Effects of Material Reactivity on the Sintering Properties of Magnesium Oxide Partially Stabilized Zirconia Metering Nozzle

Abstract

In this study, a magnesium oxide partially stabilized zirconia (Mg-PSZ) sample was prepared by granulation, molding, drying, and calcining. MgO was used as stabilizer, along with chemical-and electrofusion-made zirconium dioxide (ZrO2) powder, as well as a different mixture of the two as the raw material. The effects of material reactivity on the sintering properties of the Mg-PSZ metering nozzle were studied by analyzing the physical properties and microscopic structure of the sample. The results show that, under the same sample preparation conditions, the electrofusion-made ZrO2 had lower reactivity, resulting in a lower percentage of stable phase, loose adhesion among particles after sintering, more than 20% porosity, and poor antierosion and antiscouring performance. However, electrofusion-made ZrO2 only had a shrinking percentage of 6%, leading to a higher sintering yield.
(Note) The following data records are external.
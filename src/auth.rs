//! Access token lifecycle for one ingestion run
//!
//! The manager starts without a token, refreshes once on construction, and
//! refreshes again whenever a guarded call finds the token past its expiry.

use chrono::{DateTime, Utc};

use crate::strava::{ClientCredentials, StravaClient, StravaError, StravaTokens};

#[derive(Debug, Clone, Copy, PartialEq, Eq)]
pub enum AuthState {
  Unauthenticated,
  Authenticated,
  Expired,
}

pub struct AuthManager {
  client: StravaClient,
  credentials: ClientCredentials,
  refresh_token: String,
  tokens: Option<StravaTokens>,
}

impl AuthManager {
  pub fn new(client: StravaClient, credentials: ClientCredentials, refresh_token: String) -> Self {
    Self {
      client,
      credentials,
      refresh_token,
      tokens: None,
    }
  }

  pub fn state_at(&self, now: DateTime<Utc>) -> AuthState {
    match &self.tokens {
      None => AuthState::Unauthenticated,
      Some(tokens) if tokens.is_expired_at(now) => AuthState::Expired,
      Some(_) => AuthState::Authenticated,
    }
  }

  pub fn expires_at(&self) -> Option<DateTime<Utc>> {
    self.tokens.as_ref().map(|t| t.expires_at)
  }

  /// Exchange the refresh token for a new access token. A rejection is fatal.
  pub async fn refresh(&mut self) -> Result<(), StravaError> {
    let tokens = self
      .client
      .refresh_tokens(&self.credentials, &self.refresh_token)
      .await
      .inspect_err(|e| tracing::error!(error = %e, "Strava token refresh rejected"))?;

    tracing::info!(
      expires_at = %tokens.expires_at.format("%Y-%m-%d %H:%M:%S"),
      "Access token refreshed"
    );

    // Strava may rotate the refresh token; the new one is only kept for this run
    if tokens.refresh_token != self.refresh_token {
      tracing::debug!("Strava issued a new refresh token");
      self.refresh_token = tokens.refresh_token.clone();
    }

    self.tokens = Some(tokens);
    Ok(())
  }

  /// Refresh if the token is missing or past its expiry
  pub async fn check_expiry(&mut self) -> Result<(), StravaError> {
    self.check_expiry_at(Utc::now()).await
  }

  pub async fn check_expiry_at(&mut self, now: DateTime<Utc>) -> Result<(), StravaError> {
    match self.state_at(now) {
      AuthState::Authenticated => Ok(()),
      AuthState::Expired => {
        tracing::info!("Access token expired, refreshing");
        self.refresh().await
      }
      AuthState::Unauthenticated => self.refresh().await,
    }
  }

  pub fn access_token(&self) -> Result<&str, StravaError> {
    self
      .tokens
      .as_ref()
      .map(|t| t.access_token.as_str())
      .ok_or(StravaError::NotAuthenticated)
  }

  pub fn client(&self) -> &StravaClient {
    &self.client
  }
}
However, compared with the electrofusion-made ZrO2, chemical-made ZrO2 had a higher reactivity, better sintering properties, more stable phase component, and approximately 75% less porosity. Chemical-made ZrO2, however, had a shrinking percentage as high as 20%, causing serious sample cracking after sintering. Therefore, both types of ZrO2 are not ideal as the only raw material for Mg-PSZ metering nozzles. Nonetheless, when a 1:1 mixture of the two types of ZrO2 was used as the raw material, the calcined sample showed better property parameters in porosity and volume density, as well as compressive strength, satisfying the requirements for Mg–PSZ-based metering nozzles.